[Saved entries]
=== Begin Enclosure ===

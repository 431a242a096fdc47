//! Theatre-owner registration approval.
//!
//! Same lifecycle as showtime requests without the conflict recheck: approval
//! promotes the submitter to theatre owner inside the store's atomic unit.

use super::{notice_for, notify_submitter, Decision};
use crate::error::ApprovalError;
use marquee_core::environment::Clock;
use marquee_core::ledger::LedgerError;
use marquee_core::notify::{Notification, NotificationSubject, Notifier};
use marquee_core::registration::{RegistrationOutcome, RegistrationStore, RegistrationTransition};
use marquee_core::types::{
    DecisionId, OwnerRegistrationRequest, RegistrationId, RequestStatus, UserId,
};
use marquee_core::{effect::Effect, reducer::Reducer, smallvec, SmallVec};
use marquee_runtime::metrics::ApprovalMetrics;
use marquee_runtime::retry::{retry_with_predicate, RetryPolicy};
use marquee_runtime::{run_detached, DriverError};
use std::sync::Arc;

/// Actions for the registration approval reducer
#[derive(Clone, Debug, PartialEq, Eq)]
pub enum RegistrationAction {
    // Commands
    /// Create a pending registration
    Submit {
        /// Registration to create, status `Pending`
        registration: OwnerRegistrationRequest,
    },
    /// Approve and promote
    Approve {
        /// Registration to approve
        registration_id: RegistrationId,
        /// Approver
        approver: UserId,
    },
    /// Reject with a reason
    Reject {
        /// Registration to reject
        registration_id: RegistrationId,
        /// Approver
        approver: UserId,
        /// Reason shown to the submitter
        reason: String,
    },

    // Feedback
    /// The registration was stored
    Submitted {
        /// Stored registration
        registration_id: RegistrationId,
    },
    /// The registration to decide was read
    Loaded {
        /// Registration as stored
        registration: OwnerRegistrationRequest,
    },
    /// No registration exists with this id
    Missing {
        /// Requested id
        registration_id: RegistrationId,
    },
    /// The decision committed
    Committed {
        /// Registration in its decided state
        registration: OwnerRegistrationRequest,
    },
    /// Another decision committed first
    AlreadyDecided {
        /// Status that won
        status: RequestStatus,
    },
    /// A store call kept failing
    StoreFailed {
        /// Attempts made
        attempts: usize,
        /// Last error
        error: LedgerError,
    },
    /// The detached commit task died
    CommitAborted {
        /// Task failure
        error: DriverError,
    },
}

/// Successful result of a registration command
#[derive(Clone, Debug, PartialEq, Eq)]
pub enum RegistrationResult {
    /// A pending registration was created
    Submitted(RegistrationId),
    /// A registration was approved or rejected
    Decided(OwnerRegistrationRequest),
}

/// Session state for one registration command
#[derive(Clone, Debug, Default, PartialEq, Eq)]
pub struct RegistrationState {
    /// Decision being applied
    pub decision: Option<Decision>,
    /// Final result, set once
    pub outcome: Option<Result<RegistrationResult, ApprovalError>>,
}

/// Environment dependencies for the registration reducer
#[derive(Clone)]
pub struct RegistrationEnvironment {
    /// Registration and role store
    pub store: Arc<dyn RegistrationStore>,
    /// Submitter notifications
    pub notifier: Arc<dyn Notifier>,
    /// Clock for decision timestamps
    pub clock: Arc<dyn Clock>,
    /// Retry policy for store calls
    pub retry: RetryPolicy,
}

/// Reducer for owner registrations
#[derive(Clone, Debug, Default)]
pub struct RegistrationReducer;

type Effects = SmallVec<[Effect<RegistrationAction>; 4]>;

impl RegistrationReducer {
    /// Creates a new `RegistrationReducer`
    #[must_use]
    pub const fn new() -> Self {
        Self
    }

    fn finish(
        state: &mut RegistrationState,
        outcome: Result<RegistrationResult, ApprovalError>,
    ) -> Effects {
        state.outcome = Some(outcome);
        SmallVec::new()
    }

    fn store_failed(failure: marquee_runtime::retry::RetryFailure<LedgerError>) -> RegistrationAction {
        RegistrationAction::StoreFailed {
            attempts: failure.attempts,
            error: failure.error,
        }
    }

    fn create(env: &RegistrationEnvironment, registration: OwnerRegistrationRequest) -> Effect<RegistrationAction> {
        let store = Arc::clone(&env.store);
        let policy = env.retry.clone();
        Effect::future(async move {
            let created = retry_with_predicate(
                &policy,
                "create_registration",
                || store.create_registration(registration.clone()),
                LedgerError::is_transient,
            )
            .await;
            Some(created.map_or_else(Self::store_failed, |registration_id| {
                RegistrationAction::Submitted { registration_id }
            }))
        })
    }

    fn load(env: &RegistrationEnvironment, registration_id: RegistrationId) -> Effect<RegistrationAction> {
        let store = Arc::clone(&env.store);
        let policy = env.retry.clone();
        Effect::future(async move {
            let loaded = retry_with_predicate(
                &policy,
                "load_registration",
                || store.load_registration(registration_id),
                LedgerError::is_transient,
            )
            .await;
            Some(match loaded {
                Ok(Some(registration)) => RegistrationAction::Loaded { registration },
                Ok(None) => RegistrationAction::Missing { registration_id },
                Err(failure) => Self::store_failed(failure),
            })
        })
    }

    fn commit(
        env: &RegistrationEnvironment,
        registration: OwnerRegistrationRequest,
        transition: RegistrationTransition,
    ) -> Effect<RegistrationAction> {
        let store = Arc::clone(&env.store);
        let policy = env.retry.clone();
        Effect::future(async move {
            let settled = run_detached(async move {
                let result = retry_with_predicate(
                    &policy,
                    "transition_registration",
                    || store.transition_registration(registration.id, transition.clone()),
                    LedgerError::is_transient,
                )
                .await;
                match result {
                    Ok(RegistrationOutcome::Committed(registration)) => {
                        RegistrationAction::Committed { registration }
                    },
                    Ok(RegistrationOutcome::AlreadyDecided(status))
                        if transition.already_applied(&status) =>
                    {
                        let mut registration = registration;
                        registration.status = status;
                        RegistrationAction::Committed { registration }
                    },
                    Ok(RegistrationOutcome::AlreadyDecided(status)) => {
                        RegistrationAction::AlreadyDecided { status }
                    },
                    Err(failure) => Self::store_failed(failure),
                }
            })
            .await;
            Some(settled.unwrap_or_else(|error| RegistrationAction::CommitAborted { error }))
        })
    }
}

impl Reducer for RegistrationReducer {
    type State = RegistrationState;
    type Action = RegistrationAction;
    type Environment = RegistrationEnvironment;

    fn reduce(
        &self,
        state: &mut Self::State,
        action: Self::Action,
        env: &Self::Environment,
    ) -> SmallVec<[Effect<Self::Action>; 4]> {
        match action {
            RegistrationAction::Submit { registration } => {
                if !registration.status.is_pending() {
                    return Self::finish(
                        state,
                        Err(ApprovalError::InvalidTransition {
                            current: registration.status,
                        }),
                    );
                }
                smallvec![Self::create(env, registration)]
            },

            RegistrationAction::Approve {
                registration_id,
                approver,
            } => {
                state.decision = Some(Decision::Approve { approver });
                smallvec![Self::load(env, registration_id)]
            },

            RegistrationAction::Reject {
                registration_id,
                approver,
                reason,
            } => {
                if reason.trim().is_empty() {
                    return Self::finish(state, Err(ApprovalError::EmptyRejectionReason));
                }
                state.decision = Some(Decision::Reject { approver, reason });
                smallvec![Self::load(env, registration_id)]
            },

            RegistrationAction::Submitted { registration_id } => {
                ApprovalMetrics::record_submission("registration");
                tracing::info!(%registration_id, "Owner registration submitted");
                Self::finish(state, Ok(RegistrationResult::Submitted(registration_id)))
            },

            RegistrationAction::Loaded { registration } => {
                if !registration.status.is_pending() {
                    ApprovalMetrics::record_lost_race("registration");
                    return Self::finish(
                        state,
                        Err(ApprovalError::InvalidTransition {
                            current: registration.status,
                        }),
                    );
                }
                let now = env.clock.now();
                let transition = match &state.decision {
                    Some(Decision::Approve { approver }) => RegistrationTransition::Approve {
                        approved_by: *approver,
                        approved_at: now,
                        decision_id: DecisionId::new(),
                    },
                    Some(Decision::Reject { approver, reason }) => RegistrationTransition::Reject {
                        rejected_by: *approver,
                        rejected_at: now,
                        reason: reason.clone(),
                        decision_id: DecisionId::new(),
                    },
                    None => return SmallVec::new(),
                };
                smallvec![Self::commit(env, registration, transition)]
            },

            RegistrationAction::Missing { registration_id } => Self::finish(
                state,
                Err(ApprovalError::RequestNotFound(registration_id.to_string())),
            ),

            RegistrationAction::Committed { registration } => {
                ApprovalMetrics::record_decision("registration", registration.status.label());
                tracing::info!(
                    registration_id = %registration.id,
                    status = %registration.status,
                    "Owner registration decided"
                );
                let effect = match notice_for(&registration.status) {
                    Some(decision) => {
                        let notifier = Arc::clone(&env.notifier);
                        let notification = Notification {
                            recipient: registration.submitted_by,
                            subject: NotificationSubject::Registration(registration.id),
                            decision,
                        };
                        Effect::future(async move {
                            notify_submitter(notifier.as_ref(), notification).await;
                            None
                        })
                    },
                    None => Effect::None,
                };
                state.outcome = Some(Ok(RegistrationResult::Decided(registration)));
                smallvec![effect]
            },

            RegistrationAction::AlreadyDecided { status } => {
                ApprovalMetrics::record_lost_race("registration");
                tracing::warn!(%status, "Lost registration decision race");
                Self::finish(state, Err(ApprovalError::InvalidTransition { current: status }))
            },

            RegistrationAction::StoreFailed { attempts, error } => {
                tracing::error!(attempts, %error, "Registration store failure");
                Self::finish(state, Err(ApprovalError::from_store(attempts, error)))
            },

            RegistrationAction::CommitAborted { error } => {
                tracing::error!(%error, "Registration commit task failed");
                Self::finish(state, Err(ApprovalError::Driver(error)))
            },
        }
    }
}
//! Streaming entitlement tracker.
//!
//! Entitlements are granted after payment confirmation and never mutated;
//! access is recomputed from the clock on every check.

use crate::error::EntitlementError;
use marquee_core::entitlement::{EntitlementKind, EntitlementStore, StreamingEntitlement};
use marquee_core::environment::Clock;
use marquee_core::types::{MovieId, UserId};
use marquee_runtime::metrics::EntitlementMetrics;
use std::sync::Arc;

/// Grants and checks rent/buy access.
#[derive(Clone)]
pub struct EntitlementTracker {
    store: Arc<dyn EntitlementStore>,
    clock: Arc<dyn Clock>,
}

impl EntitlementTracker {
    /// Create a tracker over `store`
    #[must_use]
    pub fn new(store: Arc<dyn EntitlementStore>, clock: Arc<dyn Clock>) -> Self {
        Self { store, clock }
    }

    /// Record access purchased now.
    ///
    /// A purchase already on record is kept: renting a movie the user owns
    /// returns the existing purchase unchanged.
    ///
    /// # Errors
    ///
    /// - [`EntitlementError::InvalidRentDuration`] for a zero-day rental
    /// - [`EntitlementError::Store`] if the store fails
    #[tracing::instrument(skip(self, kind), fields(kind = kind.label()))]
    pub async fn grant(
        &self,
        user_id: UserId,
        movie_id: MovieId,
        kind: EntitlementKind,
    ) -> Result<StreamingEntitlement, EntitlementError> {
        if let EntitlementKind::Rent { days: 0 } = kind {
            return Err(EntitlementError::InvalidRentDuration(0));
        }

        let entitlement = StreamingEntitlement {
            user_id,
            movie_id,
            kind,
            purchased_at: self.clock.now(),
        };
        let in_force = self.store.record_entitlement(entitlement.clone()).await?;
        if in_force != entitlement {
            tracing::debug!(%user_id, %movie_id, "Movie already owned, keeping purchase");
            return Ok(in_force);
        }
        EntitlementMetrics::record_grant(kind.label());
        tracing::info!(%user_id, %movie_id, "Entitlement granted");
        Ok(in_force)
    }

    /// Whether `entitlement` allows playback now
    #[must_use]
    pub fn has_access(&self, entitlement: &StreamingEntitlement) -> bool {
        entitlement.has_access(self.clock.now())
    }

    /// Days of rental left now; 0 for purchases
    #[must_use]
    pub fn remaining_days(&self, entitlement: &StreamingEntitlement) -> u32 {
        entitlement.remaining_days(self.clock.now())
    }

    /// Look up the user's entitlement and check it against the clock.
    ///
    /// No entitlement means no access.
    ///
    /// # Errors
    ///
    /// Returns [`EntitlementError::Store`] if the store cannot be read.
    #[tracing::instrument(skip(self))]
    pub async fn check_access(&self, user_id: UserId, movie_id: MovieId) -> Result<bool, EntitlementError> {
        let entitlement = self.store.fetch_entitlement(user_id, movie_id).await?;
        let granted = entitlement.as_ref().is_some_and(|e| self.has_access(e));
        EntitlementMetrics::record_access_check(granted);
        tracing::debug!(granted, "Access checked");
        Ok(granted)
    }
}

#[cfg(test)]
#[allow(clippy::unwrap_used)]
mod tests {
    use super::*;
    use chrono::TimeDelta;
    use marquee_testing::{test_clock, InMemoryEntitlementStore, ManualClock};

    fn tracker(clock: Arc<ManualClock>) -> (EntitlementTracker, Arc<InMemoryEntitlementStore>) {
        let store = Arc::new(InMemoryEntitlementStore::new());
        (EntitlementTracker::new(store.clone(), clock), store)
    }

    #[tokio::test]
    async fn rental_expires_after_its_days() {
        let clock = Arc::new(ManualClock::new(test_clock().now()));
        let (tracker, _) = tracker(clock.clone());
        let (user, movie) = (UserId::new(), MovieId::new());

        let rent = tracker
            .grant(user, movie, EntitlementKind::Rent { days: 3 })
            .await
            .unwrap();
        assert_eq!(tracker.remaining_days(&rent), 3);

        clock.advance(TimeDelta::days(2));
        assert!(tracker.check_access(user, movie).await.unwrap());
        assert_eq!(tracker.remaining_days(&rent), 1);

        clock.advance(TimeDelta::days(1));
        assert!(!tracker.check_access(user, movie).await.unwrap());
        assert_eq!(tracker.remaining_days(&rent), 0);
    }

    #[tokio::test]
    async fn zero_day_rental_is_refused() {
        let clock = Arc::new(ManualClock::new(test_clock().now()));
        let (tracker, store) = tracker(clock);

        let result = tracker
            .grant(UserId::new(), MovieId::new(), EntitlementKind::Rent { days: 0 })
            .await;

        assert_eq!(result, Err(EntitlementError::InvalidRentDuration(0)));
        assert!(store.is_empty());
    }

    #[tokio::test]
    async fn renting_an_owned_movie_keeps_the_purchase() {
        let clock = Arc::new(ManualClock::new(test_clock().now()));
        let (tracker, _) = tracker(clock.clone());
        let (user, movie) = (UserId::new(), MovieId::new());

        tracker.grant(user, movie, EntitlementKind::Buy).await.unwrap();
        let second = tracker
            .grant(user, movie, EntitlementKind::Rent { days: 2 })
            .await
            .unwrap();
        assert_eq!(second.kind, EntitlementKind::Buy);

        clock.advance(TimeDelta::days(400));
        assert!(tracker.check_access(user, movie).await.unwrap());
    }

    #[tokio::test]
    async fn concurrent_rent_and_buy_leave_the_purchase() {
        let clock = Arc::new(ManualClock::new(test_clock().now()));
        let (tracker, store) = tracker(clock);
        let (user, movie) = (UserId::new(), MovieId::new());

        let (bought, rented) = tokio::join!(
            tracker.grant(user, movie, EntitlementKind::Buy),
            tracker.grant(user, movie, EntitlementKind::Rent { days: 2 }),
        );
        assert_eq!(bought.unwrap().kind, EntitlementKind::Buy);
        assert!(rented.is_ok());

        let stored = store.fetch_entitlement(user, movie).await.unwrap().unwrap();
        assert_eq!(stored.kind, EntitlementKind::Buy);
        assert_eq!(store.len(), 1);
    }

    #[tokio::test]
    async fn no_entitlement_means_no_access() {
        let clock = Arc::new(ManualClock::new(test_clock().now()));
        let (tracker, _) = tracker(clock);
        assert!(!tracker.check_access(UserId::new(), MovieId::new()).await.unwrap());
    }
}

=== End Enclosure ===

About this task.
Starting at the first line of the records above, please copy every line exactly through the line containing "Approve and promote", and stop there.

Output for this task.
repository 431a242a096fdc47
//! Theatre-owner registration approval.
//!
//! Same lifecycle as showtime requests without the conflict recheck: approval
//! promotes the submitter to theatre owner inside the store's atomic unit.

use super::{notice_for, notify_submitter, Decision};
use crate::error::ApprovalError;
use marquee_core::environment::Clock;
use marquee_core::ledger::LedgerError;
use marquee_core::notify::{Notification, NotificationSubject, Notifier};
use marquee_core::registration::{RegistrationOutcome, RegistrationStore, RegistrationTransition};
use marquee_core::types::{
    DecisionId, OwnerRegistrationRequest, RegistrationId, RequestStatus, UserId,
};
use marquee_core::{effect::Effect, reducer::Reducer, smallvec, SmallVec};
use marquee_runtime::metrics::ApprovalMetrics;
use marquee_runtime::retry::{retry_with_predicate, RetryPolicy};
use marquee_runtime::{run_detached, DriverError};
use std::sync::Arc;

/// Actions for the registration approval reducer
#[derive(Clone, Debug, PartialEq, Eq)]
pub enum RegistrationAction {
    // Commands
    /// Create a pending registration
    Submit {
        /// Registration to create, status `Pending`
        registration: OwnerRegistrationRequest,
    },
    /// Approve and promote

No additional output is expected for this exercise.